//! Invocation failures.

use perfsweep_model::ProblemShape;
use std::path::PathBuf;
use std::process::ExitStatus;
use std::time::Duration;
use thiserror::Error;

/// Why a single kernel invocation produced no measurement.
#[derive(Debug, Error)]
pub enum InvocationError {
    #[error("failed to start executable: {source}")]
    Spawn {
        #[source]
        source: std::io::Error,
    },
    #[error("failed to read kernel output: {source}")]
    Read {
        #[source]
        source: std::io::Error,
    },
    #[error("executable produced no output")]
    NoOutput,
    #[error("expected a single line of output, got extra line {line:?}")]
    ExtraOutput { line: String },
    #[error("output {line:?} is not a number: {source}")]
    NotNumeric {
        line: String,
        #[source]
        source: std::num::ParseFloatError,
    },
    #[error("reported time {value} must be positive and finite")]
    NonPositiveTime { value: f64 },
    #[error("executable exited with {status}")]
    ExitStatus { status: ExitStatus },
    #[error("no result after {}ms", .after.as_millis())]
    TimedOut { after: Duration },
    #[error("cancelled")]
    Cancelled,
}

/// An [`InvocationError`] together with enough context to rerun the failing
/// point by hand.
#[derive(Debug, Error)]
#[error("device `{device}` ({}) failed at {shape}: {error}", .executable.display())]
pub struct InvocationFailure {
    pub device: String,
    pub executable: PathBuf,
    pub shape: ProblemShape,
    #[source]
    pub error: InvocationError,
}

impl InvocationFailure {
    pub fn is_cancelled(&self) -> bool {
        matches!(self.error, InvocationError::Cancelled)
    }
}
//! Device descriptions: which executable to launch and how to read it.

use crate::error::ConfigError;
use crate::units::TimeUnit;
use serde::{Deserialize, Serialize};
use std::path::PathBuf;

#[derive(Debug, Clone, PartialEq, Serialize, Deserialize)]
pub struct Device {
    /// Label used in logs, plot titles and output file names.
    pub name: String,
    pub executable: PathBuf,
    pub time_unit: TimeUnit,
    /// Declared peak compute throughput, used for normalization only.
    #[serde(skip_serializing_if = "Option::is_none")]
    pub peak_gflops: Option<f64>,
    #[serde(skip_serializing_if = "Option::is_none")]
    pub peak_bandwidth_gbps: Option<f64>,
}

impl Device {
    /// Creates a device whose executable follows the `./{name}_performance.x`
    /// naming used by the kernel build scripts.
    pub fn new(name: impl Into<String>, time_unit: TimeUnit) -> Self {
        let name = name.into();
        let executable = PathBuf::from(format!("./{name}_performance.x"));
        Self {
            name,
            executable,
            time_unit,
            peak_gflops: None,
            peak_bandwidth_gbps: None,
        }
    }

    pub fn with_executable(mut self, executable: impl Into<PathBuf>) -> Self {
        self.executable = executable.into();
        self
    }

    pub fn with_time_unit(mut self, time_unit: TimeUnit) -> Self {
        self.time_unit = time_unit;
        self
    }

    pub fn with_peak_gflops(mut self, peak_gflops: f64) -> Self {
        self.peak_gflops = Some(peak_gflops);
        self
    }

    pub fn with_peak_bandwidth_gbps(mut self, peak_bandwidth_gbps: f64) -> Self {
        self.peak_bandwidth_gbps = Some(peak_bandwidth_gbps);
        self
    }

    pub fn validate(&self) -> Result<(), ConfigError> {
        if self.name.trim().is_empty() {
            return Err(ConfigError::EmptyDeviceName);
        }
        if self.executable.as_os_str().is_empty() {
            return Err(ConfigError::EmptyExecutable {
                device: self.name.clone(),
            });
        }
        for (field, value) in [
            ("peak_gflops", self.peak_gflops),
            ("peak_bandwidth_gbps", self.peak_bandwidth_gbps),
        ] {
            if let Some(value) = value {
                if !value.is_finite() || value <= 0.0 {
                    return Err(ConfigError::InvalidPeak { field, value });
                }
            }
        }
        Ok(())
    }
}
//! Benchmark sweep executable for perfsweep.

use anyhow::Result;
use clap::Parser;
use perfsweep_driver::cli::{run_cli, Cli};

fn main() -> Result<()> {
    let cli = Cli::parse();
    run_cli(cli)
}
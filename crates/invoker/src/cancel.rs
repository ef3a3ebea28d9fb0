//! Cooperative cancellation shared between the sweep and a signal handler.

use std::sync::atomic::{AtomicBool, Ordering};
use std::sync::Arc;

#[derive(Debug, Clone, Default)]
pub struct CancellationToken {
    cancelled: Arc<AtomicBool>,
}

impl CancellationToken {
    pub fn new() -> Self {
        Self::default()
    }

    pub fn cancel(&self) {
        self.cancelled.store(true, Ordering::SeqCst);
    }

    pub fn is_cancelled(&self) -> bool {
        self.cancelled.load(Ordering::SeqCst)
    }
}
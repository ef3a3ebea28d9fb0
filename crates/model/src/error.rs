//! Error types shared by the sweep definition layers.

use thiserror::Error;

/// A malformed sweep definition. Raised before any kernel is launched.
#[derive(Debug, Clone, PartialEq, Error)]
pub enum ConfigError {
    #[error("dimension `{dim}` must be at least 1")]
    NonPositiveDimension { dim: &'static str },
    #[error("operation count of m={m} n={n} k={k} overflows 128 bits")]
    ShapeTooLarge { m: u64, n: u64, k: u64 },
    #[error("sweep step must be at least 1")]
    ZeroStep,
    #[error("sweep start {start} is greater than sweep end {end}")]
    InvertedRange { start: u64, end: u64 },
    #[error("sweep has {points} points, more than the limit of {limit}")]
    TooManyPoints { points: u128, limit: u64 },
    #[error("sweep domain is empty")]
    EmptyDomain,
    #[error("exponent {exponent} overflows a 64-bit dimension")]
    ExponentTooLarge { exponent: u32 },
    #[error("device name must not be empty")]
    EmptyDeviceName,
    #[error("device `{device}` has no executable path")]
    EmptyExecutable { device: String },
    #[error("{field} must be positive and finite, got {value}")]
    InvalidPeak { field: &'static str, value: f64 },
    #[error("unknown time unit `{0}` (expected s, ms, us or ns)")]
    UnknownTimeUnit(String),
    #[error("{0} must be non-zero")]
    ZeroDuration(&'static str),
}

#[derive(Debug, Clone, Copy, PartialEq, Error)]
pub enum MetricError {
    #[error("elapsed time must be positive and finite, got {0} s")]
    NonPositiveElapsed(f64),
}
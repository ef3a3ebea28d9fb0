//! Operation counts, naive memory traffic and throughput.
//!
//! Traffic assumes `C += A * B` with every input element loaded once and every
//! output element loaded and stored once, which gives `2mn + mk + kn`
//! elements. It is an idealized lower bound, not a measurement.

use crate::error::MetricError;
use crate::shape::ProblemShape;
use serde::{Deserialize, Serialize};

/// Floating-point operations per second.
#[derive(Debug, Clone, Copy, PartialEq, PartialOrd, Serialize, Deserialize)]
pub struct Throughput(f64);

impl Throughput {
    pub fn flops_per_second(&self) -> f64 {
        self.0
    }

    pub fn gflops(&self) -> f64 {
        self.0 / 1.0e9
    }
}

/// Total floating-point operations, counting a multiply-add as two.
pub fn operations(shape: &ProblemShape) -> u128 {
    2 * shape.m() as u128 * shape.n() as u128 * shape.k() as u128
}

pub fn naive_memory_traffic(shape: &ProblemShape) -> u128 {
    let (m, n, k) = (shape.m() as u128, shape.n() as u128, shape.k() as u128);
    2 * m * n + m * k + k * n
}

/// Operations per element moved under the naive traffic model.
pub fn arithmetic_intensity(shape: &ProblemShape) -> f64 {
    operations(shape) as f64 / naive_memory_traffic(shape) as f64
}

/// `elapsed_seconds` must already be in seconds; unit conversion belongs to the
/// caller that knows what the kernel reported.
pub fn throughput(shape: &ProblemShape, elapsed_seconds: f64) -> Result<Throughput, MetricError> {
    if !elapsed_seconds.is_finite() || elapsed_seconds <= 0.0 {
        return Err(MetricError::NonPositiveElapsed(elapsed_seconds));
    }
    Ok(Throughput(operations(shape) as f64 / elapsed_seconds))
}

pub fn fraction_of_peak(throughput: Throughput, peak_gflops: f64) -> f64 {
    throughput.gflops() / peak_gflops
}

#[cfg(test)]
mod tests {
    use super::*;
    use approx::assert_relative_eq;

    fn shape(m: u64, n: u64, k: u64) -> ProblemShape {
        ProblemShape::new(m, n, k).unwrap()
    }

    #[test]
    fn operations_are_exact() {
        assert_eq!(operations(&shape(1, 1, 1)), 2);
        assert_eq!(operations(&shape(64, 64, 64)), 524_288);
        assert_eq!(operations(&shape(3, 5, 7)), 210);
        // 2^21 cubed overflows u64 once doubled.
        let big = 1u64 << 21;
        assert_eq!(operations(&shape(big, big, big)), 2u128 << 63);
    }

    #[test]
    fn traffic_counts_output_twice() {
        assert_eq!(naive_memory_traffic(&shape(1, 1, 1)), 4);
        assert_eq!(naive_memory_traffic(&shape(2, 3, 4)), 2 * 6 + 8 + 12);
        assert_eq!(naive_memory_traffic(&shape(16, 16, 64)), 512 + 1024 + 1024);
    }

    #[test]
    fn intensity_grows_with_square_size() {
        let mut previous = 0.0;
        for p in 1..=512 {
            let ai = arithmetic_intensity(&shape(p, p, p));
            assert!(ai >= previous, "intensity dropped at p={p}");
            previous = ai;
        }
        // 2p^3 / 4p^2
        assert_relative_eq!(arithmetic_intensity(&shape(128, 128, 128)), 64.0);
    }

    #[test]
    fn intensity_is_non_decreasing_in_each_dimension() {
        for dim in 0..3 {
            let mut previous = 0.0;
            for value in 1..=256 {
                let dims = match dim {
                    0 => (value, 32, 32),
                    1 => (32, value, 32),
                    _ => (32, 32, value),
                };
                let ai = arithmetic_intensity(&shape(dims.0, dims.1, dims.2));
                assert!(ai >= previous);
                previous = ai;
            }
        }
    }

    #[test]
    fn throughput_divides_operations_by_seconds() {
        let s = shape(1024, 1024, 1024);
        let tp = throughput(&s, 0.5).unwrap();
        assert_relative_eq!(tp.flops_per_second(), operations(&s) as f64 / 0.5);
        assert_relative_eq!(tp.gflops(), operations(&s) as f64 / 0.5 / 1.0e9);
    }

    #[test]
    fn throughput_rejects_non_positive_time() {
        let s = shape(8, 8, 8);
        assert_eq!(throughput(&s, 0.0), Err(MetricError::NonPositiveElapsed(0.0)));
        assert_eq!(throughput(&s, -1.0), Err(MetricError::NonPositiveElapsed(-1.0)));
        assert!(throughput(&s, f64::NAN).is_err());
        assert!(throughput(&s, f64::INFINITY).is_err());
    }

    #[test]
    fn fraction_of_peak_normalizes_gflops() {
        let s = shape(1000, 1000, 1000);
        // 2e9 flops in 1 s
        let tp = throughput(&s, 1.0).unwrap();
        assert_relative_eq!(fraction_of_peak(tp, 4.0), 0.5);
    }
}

-.-.-

* **TASK GOAL**: Show the lines in the entries above that include the string "Some".

* **RESPONSE FOR THIS EXERCISE**:
        self.peak_gflops = Some(peak_gflops);
        self.peak_bandwidth_gbps = Some(peak_bandwidth_gbps);
            if let Some(value) = value {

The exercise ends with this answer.